- TASK STATEMENT: Using the records below, give again exactly the lines from the line that contains "pub trait LoginHandler: Send" through the line that contains "Default, Serialize, Deserialize)]", both ends included, and only those.

- RECORD EXTRACTS:
----
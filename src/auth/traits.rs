//! Trait abstraction for the host-supplied login action, enabling mocking
//! in tests

use async_trait::async_trait;
use thiserror::Error;

/// Errors a login handler may report back to the screen.
///
/// The screen only displays these in the status bar; it takes no other
/// action on failure.
#[allow(dead_code)]
#[derive(Debug, Error)]
pub enum LoginError {
    /// The backend rejected the submitted credentials
    #[error("login rejected: {reason}")]
    Rejected { reason: String },

    /// The backend could not be reached at all
    #[error("login service unavailable")]
    Unavailable,
}

/// Host-supplied handler invoked when the enabled login button is activated.
///
/// The screen guarantees the handler is only called while both fields are
/// non-empty.
#[cfg_attr(test, mockall::automock)]
#[async_trait]
pub trait LoginHandler: Send + Sync {
    /// Attempt a login with the entered credentials
    async fn login(&mut self, username: &str, password: &str) -> Result<(), LoginError>;
}
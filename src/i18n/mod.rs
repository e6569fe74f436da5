//! Localization catalog for the login screen
//!
//! The catalog is embedded: every message key resolves to static English and
//! Arabic text. Application state only ever selects the locale; text lookup
//! happens at render time.

use serde::{Deserialize, Serialize};

/// Supported locales
///
/// Two-state by design: the language toggle only ever switches between
/// English and Arabic.
#[derive(Debug, Clone, Copy, PartialEq, Eq, Default, Serialize, Deserialize)]
#[serde(rename_all = "lowercase")]
pub enum Locale {
    #[default]
    En,
    Ar,
}

impl Locale {
    /// Switch to the other locale
    #[must_use]
    pub fn toggle(self) -> Self {
        match self {
            Self::En => Self::Ar,
            Self::Ar => Self::En,
        }
    }

    /// Language code (ISO 639-1)
    pub fn code(&self) -> &'static str {
        match self {
            Self::En => "en",
            Self::Ar => "ar",
        }
    }

    /// Parse a language code ("en" / "ar")
    pub fn from_code(code: &str) -> Option<Self> {
        match code {
            "en" => Some(Self::En),
            "ar" => Some(Self::Ar),
            _ => None,
        }
    }

    /// Layout direction for this locale
    pub fn layout_direction(&self) -> LayoutDirection {
        match self {
            Self::En => LayoutDirection::Ltr,
            Self::Ar => LayoutDirection::Rtl,
        }
    }

    /// Locale from the process environment (`LC_ALL` wins over `LANG`).
    ///
    /// Anything that is not an Arabic tag falls back to English.
    pub fn system_default() -> Self {
        std::env::var("LC_ALL")
            .or_else(|_| std::env::var("LANG"))
            .map(|tag| Self::from_env_tag(&tag))
            .unwrap_or_default()
    }

    /// Map an environment locale tag (e.g. "ar_EG.UTF-8") to a locale
    pub fn from_env_tag(tag: &str) -> Self {
        if tag.starts_with("ar") {
            Self::Ar
        } else {
            Self::En
        }
    }
}

/// Layout direction, derived from the locale
#[derive(Debug, Clone, Copy, PartialEq, Eq, Default)]
pub enum LayoutDirection {
    #[default]
    Ltr,
    Rtl,
}

impl LayoutDirection {
    pub fn is_rtl(&self) -> bool {
        matches!(self, Self::Rtl)
    }
}

/// Keys for every localized string on the screen
#[derive(Debug, Clone, Copy, PartialEq, Eq)]
pub enum MessageKey {
    /// Bank wordmark in the header
    BankName,
    /// Header label that switches to the other language
    LanguageToggle,
    Username,
    Password,
    ShowPassword,
    HidePassword,
    ForgotCredentials,
    Login,
    Help,
    ContactUs,
    Products,
    ExchangeRate,
    SecurityTips,
    NearestBranch,
}

#[allow(dead_code)]
impl MessageKey {
    /// All keys, for catalog completeness checks
    pub fn all() -> &'static [MessageKey] {
        &[
            Self::BankName,
            Self::LanguageToggle,
            Self::Username,
            Self::Password,
            Self::ShowPassword,
            Self::HidePassword,
            Self::ForgotCredentials,
            Self::Login,
            Self::Help,
            Self::ContactUs,
            Self::Products,
            Self::ExchangeRate,
            Self::SecurityTips,
            Self::NearestBranch,
        ]
    }
}

/// Resolve a message key against the catalog for the given locale.
///
/// The language toggle label names the language the toggle switches TO,
/// matching the original screen ("العربية" while in English, and vice versa).
pub fn text(locale: Locale, key: MessageKey) -> &'static str {
    match locale {
        Locale::En => match key {
            MessageKey::BankName => "BANQUE MISR",
            MessageKey::LanguageToggle => "العربية",
            MessageKey::Username => "Username",
            MessageKey::Password => "Password",
            MessageKey::ShowPassword => "show",
            MessageKey::HidePassword => "hide",
            MessageKey::ForgotCredentials => "Forgot Username/Password?",
            MessageKey::Login => "Login",
            MessageKey::Help => "Need help? ",
            MessageKey::ContactUs => "Contact us",
            MessageKey::Products => "Our products",
            MessageKey::ExchangeRate => "Exchange rate",
            MessageKey::SecurityTips => "Security tips",
            MessageKey::NearestBranch => "Nearest branch or ATM",
        },
        Locale::Ar => match key {
            MessageKey::BankName => "بنك مصر",
            MessageKey::LanguageToggle => "English",
            MessageKey::Username => "اسم المستخدم",
            MessageKey::Password => "كلمة المرور",
            MessageKey::ShowPassword => "إظهار",
            MessageKey::HidePassword => "إخفاء",
            MessageKey::ForgotCredentials => "هل نسيت اسم المستخدم/كلمة المرور؟",
            MessageKey::Login => "تسجيل الدخول",
            MessageKey::Help => "تحتاج مساعدة؟ ",
            MessageKey::ContactUs => "تواصل معنا",
            MessageKey::Products => "منتجاتنا",
            MessageKey::ExchangeRate => "سعر الصرف",
            MessageKey::SecurityTips => "نصائح أمنية",
            MessageKey::NearestBranch => "أقرب فرع أو ماكينة صراف",
        },
    }
}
----
- TASK SOLUTION:
pub trait LoginHandler: Send + Sync {
    /// Attempt a login with the entered credentials
    async fn login(&mut self, username: &str, password: &str) -> Result<(), LoginError>;
}
filename src/i18n/mod.rs
repository e6569fe74f436da5
//! Localization catalog for the login screen
//!
//! The catalog is embedded: every message key resolves to static English and
//! Arabic text. Application state only ever selects the locale; text lookup
//! happens at render time.

use serde::{Deserialize, Serialize};

/// Supported locales
///
/// Two-state by design: the language toggle only ever switches between
/// English and Arabic.
#[derive(Debug, Clone, Copy, PartialEq, Eq, Default, Serialize, Deserialize)]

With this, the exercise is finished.